Helping clients is my main goal. Bringing regulatory knowledge on medical devices and combination products is my expertise. Clients value my input as being of high quality and they appreciate the open communication and collaborative approach in projects. My background is a PhD in Medical Sciences and a master in Medical Biology. At Starodub, I am a senior medical device expert.

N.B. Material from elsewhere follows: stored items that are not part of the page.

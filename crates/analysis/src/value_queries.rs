//! Flow-aware value facts at a program point: non-nullness and lower
//! bounds, recovered from attributes and dominating branch conditions.
//!
//! This is the stand-in for LLVM's `LazyValueInfo` used by the `size - k`
//! emission policy.

use crate::value_utils::{as_alloca, strip_casts, strip_pointer_casts};
use stackscan_ir::{
    Constant, ControlFlowGraph, DominatorTree, Function, Inst, InstData, IntPredicate, Module,
    Operand, ParamAttrs,
};

pub struct ValueQueries<'a> {
    module: &'a Module,
    func: &'a Function,
    domtree: DominatorTree,
}

/// Canonical representation for "same quantity" checks: casts stripped,
/// loads keyed by their (cast-stripped) slot pointer.
fn canonical(func: &Function, op: &Operand) -> Operand {
    let stripped = strip_casts(func, op);
    if let Some(v) = stripped.as_value() {
        if let Some(def) = func.value_inst(v) {
            if let InstData::Load { ptr, .. } = &func.insts[def] {
                return strip_casts(func, ptr);
            }
        }
    }
    stripped
}

impl<'a> ValueQueries<'a> {
    pub fn new(module: &'a Module, func: &'a Function) -> Self {
        let cfg = ControlFlowGraph::with_function(func);
        let domtree = DominatorTree::with_function(func, &cfg);
        Self {
            module,
            func,
            domtree,
        }
    }

    /// Can `op` be proven non-null at `at`?
    pub fn is_nonnull_at(&self, op: &Operand, at: Inst) -> bool {
        let base = strip_pointer_casts(self.func, op);
        match &base {
            Operand::Global(_) | Operand::Func(_) => return true,
            Operand::Value(v) => {
                if as_alloca(self.func, &base).is_some() {
                    return true;
                }
                if let Some(idx) = self.func.value_param_index(*v) {
                    if self.func.params[idx].attrs.contains(ParamAttrs::NONNULL) {
                        return true;
                    }
                }
            }
            _ => {}
        }

        let key = canonical(self.func, op);
        let Some(at_block) = self.func.inst_block(at) else {
            return false;
        };

        for (block, _) in self.func.blocks.iter() {
            let Some(term) = self.func.block_terminator(block) else {
                continue;
            };
            let InstData::CondBr {
                cond,
                then_dest,
                else_dest,
            } = &self.func.insts[term]
            else {
                continue;
            };
            let Some(cond_v) = cond.as_value() else { continue };
            let Some(cmp) = self.func.value_inst(cond_v) else {
                continue;
            };
            let InstData::ICmp { pred, lhs, rhs } = &self.func.insts[cmp] else {
                continue;
            };

            let ptr_side = if matches!(rhs.as_const(), Some(Constant::Null)) {
                lhs
            } else if matches!(lhs.as_const(), Some(Constant::Null)) {
                rhs
            } else {
                continue;
            };
            if canonical(self.func, ptr_side) != key {
                continue;
            }
            let nonnull_edge = match pred {
                IntPredicate::Ne => *then_dest,
                IntPredicate::Eq => *else_dest,
                _ => continue,
            };
            if self.domtree.dominates(nonnull_edge, at_block) {
                return true;
            }
        }
        false
    }

    /// Can `op` be proven strictly greater than `bound` at `at`?
    pub fn is_greater_than_at(&self, op: &Operand, bound: i64, at: Inst) -> bool {
        if let Some(c) = strip_casts(self.func, op).const_sext() {
            return c > bound;
        }
        let key = canonical(self.func, op);
        let Some(at_block) = self.func.inst_block(at) else {
            return false;
        };

        for (block, _) in self.func.blocks.iter() {
            let Some(term) = self.func.block_terminator(block) else {
                continue;
            };
            let InstData::CondBr {
                cond,
                then_dest,
                else_dest,
            } = &self.func.insts[term]
            else {
                continue;
            };
            let Some(cond_v) = cond.as_value() else { continue };
            let Some(cmp) = self.func.value_inst(cond_v) else {
                continue;
            };
            let InstData::ICmp { pred, lhs, rhs } = &self.func.insts[cmp] else {
                continue;
            };

            let (pred, constant) = match (lhs.const_sext(), rhs.const_sext()) {
                (None, Some(c)) if canonical(self.func, lhs) == key => (*pred, c),
                (Some(c), None) if canonical(self.func, rhs) == key => (pred.swapped(), c),
                _ => continue,
            };

            // Lower bound implied on each edge of `value pred constant`.
            let (then_lower, else_lower) = match pred {
                IntPredicate::Sgt | IntPredicate::Ugt => {
                    (Some(constant.saturating_add(1)), None)
                }
                IntPredicate::Sge | IntPredicate::Uge => (Some(constant), None),
                IntPredicate::Slt | IntPredicate::Ult => (None, Some(constant)),
                IntPredicate::Sle | IntPredicate::Ule => {
                    (None, Some(constant.saturating_add(1)))
                }
                IntPredicate::Eq => (Some(constant), None),
                IntPredicate::Ne => (None, Some(constant)),
            };

            if let Some(lower) = then_lower {
                if lower > bound && self.domtree.dominates(*then_dest, at_block) {
                    return true;
                }
            }
            if let Some(lower) = else_lower {
                if lower > bound && self.domtree.dominates(*else_dest, at_block) {
                    return true;
                }
            }
        }
        false
    }

    pub fn module(&self) -> &Module {
        self.module
    }
}

#[cfg(test)]
mod tests {
    use super::*;
    use stackscan_reader::parse_module;

    #[test]
    fn branch_guard_proves_lower_bound() {
        let text = r#"
define void @f(i64 noundef %n, ptr noundef %p) {
entry:
  %cmp = icmp sgt i64 %n, 4
  br i1 %cmp, label %big, label %small

big:
  %use = add i64 %n, 0
  ret void

small:
  %use2 = add i64 %n, 0
  ret void
}
"#;
        let module = parse_module(text).unwrap();
        let f = module.func_by_name("f").unwrap();
        let func = &module.functions[f];
        let queries = ValueQueries::new(&module, func);

        let n = Operand::Value(func.params[0].value);
        let big_block = func
            .blocks
            .iter()
            .find(|(_, b)| b.name == "big")
            .map(|(b, _)| b)
            .unwrap();
        let small_block = func
            .blocks
            .iter()
            .find(|(_, b)| b.name == "small")
            .map(|(b, _)| b)
            .unwrap();
        let in_big = func.blocks[big_block].insts[0];
        let in_small = func.blocks[small_block].insts[0];

        assert!(queries.is_greater_than_at(&n, 1, in_big));
        assert!(queries.is_greater_than_at(&n, 4, in_big));
        assert!(!queries.is_greater_than_at(&n, 5, in_big));
        assert!(!queries.is_greater_than_at(&n, 1, in_small));
    }

    #[test]
    fn null_check_proves_nonnull() {
        let text = r#"
define void @f(ptr noundef %p) {
entry:
  %buf = alloca [4 x i8], align 1
  %cmp = icmp ne ptr %p, null
  br i1 %cmp, label %ok, label %bail

ok:
  %use = load i8, ptr %p, align 1
  ret void

bail:
  ret void
}
"#;
        let module = parse_module(text).unwrap();
        let f = module.func_by_name("f").unwrap();
        let func = &module.functions[f];
        let queries = ValueQueries::new(&module, func);

        let p = Operand::Value(func.params[0].value);
        let entry = func.entry_block().unwrap();
        let buf = Operand::Value(func.inst_result(func.blocks[entry].insts[0]).unwrap());
        let ok_block = func
            .blocks
            .iter()
            .find(|(_, b)| b.name == "ok")
            .map(|(b, _)| b)
            .unwrap();
        let in_ok = func.blocks[ok_block].insts[0];
        let in_entry = func.blocks[entry].insts[1];

        assert!(queries.is_nonnull_at(&p, in_ok));
        assert!(!queries.is_nonnull_at(&p, in_entry));
        // A stack address is trivially non-null anywhere.
        assert!(queries.is_nonnull_at(&buf, in_entry));
    }
}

Since 2005 I gained a broad knowledge of regulatory affairs in a global setting, both on medical devices and pharmaceuticals. I have been the RA global project lead for technical documentation and submission strategies, health authority communications (pre-submission/scientific-advise meetings; Notified Bodies, Agencies, EMA, FDA, National) and product-lifecycle management. I am trained on GCP, GMP, QM (ISO 13485/9001), risk management and auditing. I am a member of RAPS. Additionally, I am experienced in the review, drafting and application of templates and/or procedures for quality management (ISO 13485); Risk Management (ISO 14971), management reviews and clinical evaluations. My specialty is RA project management, product classification, technical documentation coordination and writing, scientific advice, medical device/combination products knowledge exchange (Presentations and Training), submissions and labeling.
At Starodub, I appreciate next to the professionalism combined with flexibility and variety, the client-oriented teamwork and the continuous effort to improve our business.